::: Entries provided

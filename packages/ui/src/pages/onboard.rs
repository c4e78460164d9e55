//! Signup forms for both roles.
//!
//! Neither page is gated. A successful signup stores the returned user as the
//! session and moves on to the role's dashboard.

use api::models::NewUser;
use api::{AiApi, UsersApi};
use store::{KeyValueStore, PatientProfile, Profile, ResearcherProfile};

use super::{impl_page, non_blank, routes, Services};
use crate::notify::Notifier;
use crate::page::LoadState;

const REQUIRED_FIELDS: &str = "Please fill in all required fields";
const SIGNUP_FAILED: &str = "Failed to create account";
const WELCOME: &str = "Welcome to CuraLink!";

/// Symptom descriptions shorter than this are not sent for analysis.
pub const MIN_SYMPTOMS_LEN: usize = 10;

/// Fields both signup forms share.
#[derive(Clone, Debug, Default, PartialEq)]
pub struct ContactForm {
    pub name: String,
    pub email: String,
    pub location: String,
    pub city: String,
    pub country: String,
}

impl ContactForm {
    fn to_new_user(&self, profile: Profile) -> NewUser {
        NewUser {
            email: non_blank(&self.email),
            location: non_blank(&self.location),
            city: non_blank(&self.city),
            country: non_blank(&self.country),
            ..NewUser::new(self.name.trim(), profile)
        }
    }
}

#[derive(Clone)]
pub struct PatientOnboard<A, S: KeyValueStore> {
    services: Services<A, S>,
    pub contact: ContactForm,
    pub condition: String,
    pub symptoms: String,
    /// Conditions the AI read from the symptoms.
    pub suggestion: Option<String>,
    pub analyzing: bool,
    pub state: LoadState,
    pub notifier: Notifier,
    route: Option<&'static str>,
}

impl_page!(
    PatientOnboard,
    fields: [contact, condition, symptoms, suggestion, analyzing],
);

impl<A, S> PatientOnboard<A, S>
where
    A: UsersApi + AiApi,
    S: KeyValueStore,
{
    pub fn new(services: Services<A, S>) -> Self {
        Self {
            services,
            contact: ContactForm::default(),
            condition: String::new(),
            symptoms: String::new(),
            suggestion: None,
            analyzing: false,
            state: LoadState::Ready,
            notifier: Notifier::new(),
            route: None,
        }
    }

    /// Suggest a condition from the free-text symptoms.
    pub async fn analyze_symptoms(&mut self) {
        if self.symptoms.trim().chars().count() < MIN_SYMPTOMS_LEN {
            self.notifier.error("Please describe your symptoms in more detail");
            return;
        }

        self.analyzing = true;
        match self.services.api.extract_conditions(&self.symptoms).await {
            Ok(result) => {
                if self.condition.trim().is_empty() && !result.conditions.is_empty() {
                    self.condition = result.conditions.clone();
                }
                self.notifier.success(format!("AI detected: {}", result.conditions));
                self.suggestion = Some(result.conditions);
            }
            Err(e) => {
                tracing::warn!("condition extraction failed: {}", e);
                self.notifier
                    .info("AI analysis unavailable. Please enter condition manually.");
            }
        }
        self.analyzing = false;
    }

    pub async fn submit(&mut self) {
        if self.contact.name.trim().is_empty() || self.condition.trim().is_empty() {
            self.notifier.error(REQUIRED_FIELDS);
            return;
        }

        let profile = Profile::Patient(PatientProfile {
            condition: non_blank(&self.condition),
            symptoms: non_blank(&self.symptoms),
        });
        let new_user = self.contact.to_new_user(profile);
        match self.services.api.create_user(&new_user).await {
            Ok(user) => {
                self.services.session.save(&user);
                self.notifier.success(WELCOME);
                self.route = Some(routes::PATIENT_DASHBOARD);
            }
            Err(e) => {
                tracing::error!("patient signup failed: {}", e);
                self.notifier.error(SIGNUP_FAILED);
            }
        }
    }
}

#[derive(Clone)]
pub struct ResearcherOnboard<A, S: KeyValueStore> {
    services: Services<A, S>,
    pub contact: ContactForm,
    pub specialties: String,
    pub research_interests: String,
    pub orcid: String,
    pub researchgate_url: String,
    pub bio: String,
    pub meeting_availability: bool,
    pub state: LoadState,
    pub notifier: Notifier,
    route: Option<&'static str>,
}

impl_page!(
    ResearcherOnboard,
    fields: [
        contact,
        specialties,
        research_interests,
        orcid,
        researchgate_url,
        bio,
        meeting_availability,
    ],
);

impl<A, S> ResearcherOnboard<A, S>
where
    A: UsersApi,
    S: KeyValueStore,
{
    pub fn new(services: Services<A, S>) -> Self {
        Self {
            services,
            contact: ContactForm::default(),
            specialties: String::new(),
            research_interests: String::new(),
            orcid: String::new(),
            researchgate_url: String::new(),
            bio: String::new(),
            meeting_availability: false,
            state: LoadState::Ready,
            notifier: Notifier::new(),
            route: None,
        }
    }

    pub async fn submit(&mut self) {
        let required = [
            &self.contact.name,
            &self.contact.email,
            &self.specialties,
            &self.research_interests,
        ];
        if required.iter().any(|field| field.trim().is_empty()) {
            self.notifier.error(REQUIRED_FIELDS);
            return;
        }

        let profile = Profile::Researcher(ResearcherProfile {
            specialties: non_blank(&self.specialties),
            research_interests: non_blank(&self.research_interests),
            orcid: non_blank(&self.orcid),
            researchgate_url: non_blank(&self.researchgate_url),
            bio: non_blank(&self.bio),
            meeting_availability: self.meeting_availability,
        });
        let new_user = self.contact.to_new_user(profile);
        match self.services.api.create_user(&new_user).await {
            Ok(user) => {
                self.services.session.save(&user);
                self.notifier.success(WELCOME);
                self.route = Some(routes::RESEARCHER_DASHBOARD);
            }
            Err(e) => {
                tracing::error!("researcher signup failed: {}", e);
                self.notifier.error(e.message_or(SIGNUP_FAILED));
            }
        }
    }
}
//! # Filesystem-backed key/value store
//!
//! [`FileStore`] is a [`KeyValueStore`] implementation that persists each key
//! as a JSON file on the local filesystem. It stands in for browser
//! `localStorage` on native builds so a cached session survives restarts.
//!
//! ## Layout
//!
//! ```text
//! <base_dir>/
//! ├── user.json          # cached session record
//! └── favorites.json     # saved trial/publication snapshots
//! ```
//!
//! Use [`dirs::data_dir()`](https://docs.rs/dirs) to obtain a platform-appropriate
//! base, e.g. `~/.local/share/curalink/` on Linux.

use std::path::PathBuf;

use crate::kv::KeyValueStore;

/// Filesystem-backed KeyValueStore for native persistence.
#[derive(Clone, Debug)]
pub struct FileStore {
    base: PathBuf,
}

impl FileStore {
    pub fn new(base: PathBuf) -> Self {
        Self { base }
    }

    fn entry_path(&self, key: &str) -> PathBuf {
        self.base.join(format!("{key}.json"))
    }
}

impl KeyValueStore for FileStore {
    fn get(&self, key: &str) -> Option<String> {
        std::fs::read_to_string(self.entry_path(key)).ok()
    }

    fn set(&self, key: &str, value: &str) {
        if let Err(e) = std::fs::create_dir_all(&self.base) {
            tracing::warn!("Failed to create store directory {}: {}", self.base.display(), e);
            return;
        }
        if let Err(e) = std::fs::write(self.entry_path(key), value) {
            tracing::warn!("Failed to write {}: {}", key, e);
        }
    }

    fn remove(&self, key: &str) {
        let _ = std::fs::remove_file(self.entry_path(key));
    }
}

::::::

> **Your goal**
Scan the material above for lines that contain the string "PatientProfile", and copy each such line.

> **Exercise result**
use store::{KeyValueStore, PatientProfile, Profile, ResearcherProfile};
        let profile = Profile::Patient(PatientProfile {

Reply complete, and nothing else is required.